Supplied entries:
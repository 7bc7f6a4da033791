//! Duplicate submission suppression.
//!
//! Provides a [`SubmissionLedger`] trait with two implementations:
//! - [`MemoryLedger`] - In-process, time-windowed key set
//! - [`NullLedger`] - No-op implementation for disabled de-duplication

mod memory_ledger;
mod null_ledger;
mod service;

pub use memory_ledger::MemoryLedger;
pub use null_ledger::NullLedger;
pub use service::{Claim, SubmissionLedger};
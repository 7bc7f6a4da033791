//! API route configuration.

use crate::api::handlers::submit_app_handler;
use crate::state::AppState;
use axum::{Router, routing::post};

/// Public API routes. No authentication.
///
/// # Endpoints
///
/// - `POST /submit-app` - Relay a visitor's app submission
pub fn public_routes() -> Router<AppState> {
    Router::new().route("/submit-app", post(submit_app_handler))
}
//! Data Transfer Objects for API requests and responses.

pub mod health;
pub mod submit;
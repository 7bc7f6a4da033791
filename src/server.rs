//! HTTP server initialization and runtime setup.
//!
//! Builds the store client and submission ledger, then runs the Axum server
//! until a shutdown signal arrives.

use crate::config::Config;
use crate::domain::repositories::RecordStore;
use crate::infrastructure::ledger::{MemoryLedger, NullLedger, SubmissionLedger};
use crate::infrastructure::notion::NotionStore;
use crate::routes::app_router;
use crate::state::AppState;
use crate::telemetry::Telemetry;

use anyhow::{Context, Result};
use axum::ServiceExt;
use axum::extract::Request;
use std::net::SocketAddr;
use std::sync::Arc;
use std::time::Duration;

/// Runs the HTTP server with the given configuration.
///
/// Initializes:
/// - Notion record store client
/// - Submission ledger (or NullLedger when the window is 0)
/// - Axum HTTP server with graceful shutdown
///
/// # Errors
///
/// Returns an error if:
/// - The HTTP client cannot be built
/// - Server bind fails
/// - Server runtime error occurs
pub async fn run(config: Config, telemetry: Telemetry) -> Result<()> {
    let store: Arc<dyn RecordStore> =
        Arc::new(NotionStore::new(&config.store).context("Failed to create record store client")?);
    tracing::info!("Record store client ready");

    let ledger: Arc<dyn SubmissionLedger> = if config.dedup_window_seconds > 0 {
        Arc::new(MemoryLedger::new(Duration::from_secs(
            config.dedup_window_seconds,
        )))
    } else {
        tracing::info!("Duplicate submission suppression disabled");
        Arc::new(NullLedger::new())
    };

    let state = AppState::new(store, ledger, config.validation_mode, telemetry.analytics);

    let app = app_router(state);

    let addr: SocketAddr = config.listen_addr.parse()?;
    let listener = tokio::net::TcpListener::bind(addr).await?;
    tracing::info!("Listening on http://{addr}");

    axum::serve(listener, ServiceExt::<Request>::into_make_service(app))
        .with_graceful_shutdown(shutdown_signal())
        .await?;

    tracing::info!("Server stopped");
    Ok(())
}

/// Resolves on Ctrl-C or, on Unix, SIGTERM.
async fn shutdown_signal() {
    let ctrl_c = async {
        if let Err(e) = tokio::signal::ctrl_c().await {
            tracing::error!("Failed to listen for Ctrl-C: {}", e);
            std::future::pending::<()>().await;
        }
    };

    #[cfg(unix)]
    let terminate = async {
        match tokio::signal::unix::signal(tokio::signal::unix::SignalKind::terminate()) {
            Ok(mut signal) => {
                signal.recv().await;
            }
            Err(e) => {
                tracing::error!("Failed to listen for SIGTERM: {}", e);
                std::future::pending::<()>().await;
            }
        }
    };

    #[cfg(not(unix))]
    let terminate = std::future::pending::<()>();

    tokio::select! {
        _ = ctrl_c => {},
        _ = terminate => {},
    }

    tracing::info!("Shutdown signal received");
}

What the task requires:
In your reply, write out all of the material exactly as it was given.

Task response:
repository 7bc7f6a4da033791
//! Duplicate submission suppression.
//!
//! Provides a [`SubmissionLedger`] trait with two implementations:
//! - [`MemoryLedger`] - In-process, time-windowed key set
//! - [`NullLedger`] - No-op implementation for disabled de-duplication

mod memory_ledger;
mod null_ledger;
mod service;

pub use memory_ledger::MemoryLedger;
pub use null_ledger::NullLedger;
pub use service::{Claim, SubmissionLedger};
repository 7bc7f6a4da033791
//! API route configuration.

use crate::api::handlers::submit_app_handler;
use crate::state::AppState;
use axum::{Router, routing::post};

/// Public API routes. No authentication.
///
/// # Endpoints
///
/// - `POST /submit-app` - Relay a visitor's app submission
pub fn public_routes() -> Router<AppState> {
    Router::new().route("/submit-app", post(submit_app_handler))
}
//! Data Transfer Objects for API requests and responses.

pub mod health;
pub mod submit;
repository 7bc7f6a4da033791
filename src/server.rs
//! HTTP server initialization and runtime setup.
//!
//! Builds the store client and submission ledger, then runs the Axum server
//! until a shutdown signal arrives.

use crate::config::Config;
use crate::domain::repositories::RecordStore;
use crate::infrastructure::ledger::{MemoryLedger, NullLedger, SubmissionLedger};
use crate::infrastructure::notion::NotionStore;
use crate::routes::app_router;
use crate::state::AppState;
use crate::telemetry::Telemetry;

use anyhow::{Context, Result};
use axum::ServiceExt;
use axum::extract::Request;
use std::net::SocketAddr;
use std::sync::Arc;
use std::time::Duration;

/// Runs the HTTP server with the given configuration.
///
/// Initializes:
/// - Notion record store client
/// - Submission ledger (or NullLedger when the window is 0)
/// - Axum HTTP server with graceful shutdown
///
/// # Errors
///
/// Returns an error if:
/// - The HTTP client cannot be built
/// - Server bind fails
/// - Server runtime error occurs
pub async fn run(config: Config, telemetry: Telemetry) -> Result<()> {
    let store: Arc<dyn RecordStore> =
        Arc::new(NotionStore::new(&config.store).context("Failed to create record store client")?);
    tracing::info!("Record store client ready");

    let ledger: Arc<dyn SubmissionLedger> = if config.dedup_window_seconds > 0 {
        Arc::new(MemoryLedger::new(Duration::from_secs(
            config.dedup_window_seconds,
        )))
    } else {
        tracing::info!("Duplicate submission suppression disabled");
        Arc::new(NullLedger::new())
    };

    let state = AppState::new(store, ledger, config.validation_mode, telemetry.analytics);

    let app = app_router(state);

    let addr: SocketAddr = config.listen_addr.parse()?;
    let listener = tokio::net::TcpListener::bind(addr).await?;
    tracing::info!("Listening on http://{addr}");

    axum::serve(listener, ServiceExt::<Request>::into_make_service(app))
        .with_graceful_shutdown(shutdown_signal())
        .await?;

    tracing::info!("Server stopped");
    Ok(())
}

/// Resolves on Ctrl-C or, on Unix, SIGTERM.
async fn shutdown_signal() {
    let ctrl_c = async {
        if let Err(e) = tokio::signal::ctrl_c().await {
            tracing::error!("Failed to listen for Ctrl-C: {}", e);
            std::future::pending::<()>().await;
        }
    };

    #[cfg(unix)]
    let terminate = async {
        match tokio::signal::unix::signal(tokio::signal::unix::SignalKind::terminate()) {
            Ok(mut signal) => {
                signal.recv().await;
            }
            Err(e) => {
                tracing::error!("Failed to listen for SIGTERM: {}", e);
                std::future::pending::<()>().await;
            }
        }
    };

    #[cfg(not(unix))]
    let terminate = std::future::pending::<()>();

    tokio::select! {
        _ = ctrl_c => {},
        _ = terminate => {},
    }

    tracing::info!("Shutdown signal received");
}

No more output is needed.